Public health inspectors are investigating the recently launched English-language version of a Netherlands-based website selling tapering kits to patients, which help to wean them off antidepressants and other psychiatric drugs.
The Dutch Health Care Inspectorate — the government agency responsible for the safety of its public health system — confirmed that it is looking at whether the website is legal and whether it complies with the statutory requirements of its medicines supply chain.
The Inspectorate has also confirmed that it is in contact with the UK’s medicines healthcare watchdog — the Medicines and Healthcare products Regulatory Agency (MHRA) — which has raised its own concerns about the site.
Details of the investigation came to light just weeks after the website was launched in July 2017.
The site is an English-language version of an established Dutch site that has been developed in collaboration with Paul Harder, a pharmacist from the Regenboog Apotheek, the Cinderella Therapeutics Foundation and the user research centre at the department of psychiatry and psychology at Maastricht University, all of which are based in the Netherlands.
The MHRA has expressed concern about the English-language version but has no statutory jurisdiction over it because it is hosted in the Netherlands.
The MHRA is worried that UK patients might be able to use the site to buy a kit made up of prescription-only medicines from the website, going outside the usual UK drug supply chain.
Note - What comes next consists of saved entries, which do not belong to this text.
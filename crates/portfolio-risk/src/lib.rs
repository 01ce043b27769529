//! Risk management for the portfolio engine.
//!
//! Provides the trailing stop-loss/take-profit ratchet, the open/close policy
//! and capital derivation.

mod capital;
mod config;
mod policy;
mod ratchet;

pub use capital::{CapitalAllocator, CapitalSummary};
pub use config::EngineConfig;
pub use policy::{DecisionPolicy, EntryDecision, ExitDecision};
pub use ratchet::RiskEngine;
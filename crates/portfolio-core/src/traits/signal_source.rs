//! Signal source trait definition.

use crate::error::SignalError;
use crate::types::SignalBook;
use async_trait::async_trait;

/// Trait for upstream signal producers.
#[async_trait]
pub trait SignalSource: Send + Sync {
    /// Read the most recent signals, aggregated per ticker.
    async fn latest(&self) -> Result<SignalBook, SignalError>;

    /// Get the source name.
    fn name(&self) -> &str;
}
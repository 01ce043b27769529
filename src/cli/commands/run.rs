//! Scheduled tick loop.

use anyhow::{Context, Result};
use chrono::Utc;
use portfolio_config::AppConfig;
use portfolio_engine::Scheduler;
use portfolio_monitor::PortfolioReport;
use std::pin::pin;
use std::sync::Arc;
use tracing::{error, info, warn};

use super::{build_manager, csv_store, notifier};

pub async fn run(config: &AppConfig) -> Result<()> {
    let manager = build_manager(config, Arc::new(csv_store(config)), notifier(config, false)?)?;
    let mut state = manager.load_state().context("loading persisted portfolio")?;

    let mut scheduler = Scheduler::new(config.schedule.interval());
    let mut shutdown = pin!(tokio::signal::ctrl_c());

    info!(
        interval_secs = scheduler.period().as_secs(),
        "Starting scheduler, Ctrl-C to stop"
    );

    while scheduler.next_tick(&mut shutdown).await.is_some() {
        match manager.tick(&mut state, Utc::now()).await {
            Ok(report) => {
                let headline = PortfolioReport::from_state(&state, 0, report.at).headline();
                info!(
                    tick = %report.tick_id,
                    opened = report.opened().count(),
                    closed = report.closed().count(),
                    "{}",
                    headline
                );
            }
            Err(e) => {
                error!(error = %e, "Tick failed");
                // The store may hold part of the failed tick; resume from what it has.
                match manager.load_state() {
                    Ok(reloaded) => {
                        info!(open = reloaded.ledger().len(), "Reloaded persisted portfolio");
                        state = reloaded;
                    }
                    Err(e) => warn!(error = %e, "Reload failed, keeping last committed state"),
                }
            }
        }
    }

    info!("Shutdown requested, scheduler stopped");
    Ok(())
}
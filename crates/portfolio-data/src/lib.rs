//! Signal files and durable portfolio storage.

mod atomic;
mod csv_signals;
mod csv_store;
mod memory;
mod records;

pub use csv_signals::CsvSignalSource;
pub use csv_store::CsvPortfolioStore;
pub use memory::MemoryStore;

/// File name of the open-position snapshot.
pub const PORTFOLIO_FILE: &str = "portfolio.csv";

/// File name of the settlement ledger.
pub const HISTORY_FILE: &str = "transaction_history.csv";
The MHRA said that the strips could be purchased without the need for a UK prescription.
Those behind the site, however, have argued that patients have to fill in an order form signed by their GP with their professional registration details, which then acts as a prescription.
Soon after its launch, the academic involved in the site — Peter Groot, from the University of Maastricht — revealed that the site had already received “questions and requests” from the UK, Romania, Denmark, Australia and the United States.
He said the response illustrated that the website was helping to address an unmet patient need.
“All things considered, these first reactions are encouraging for us,” he told The Pharmaceutical Journal last month. “They confirm what we have always thought: that we have been able to develop a solution to an important worldwide problem that people have long been searching for.”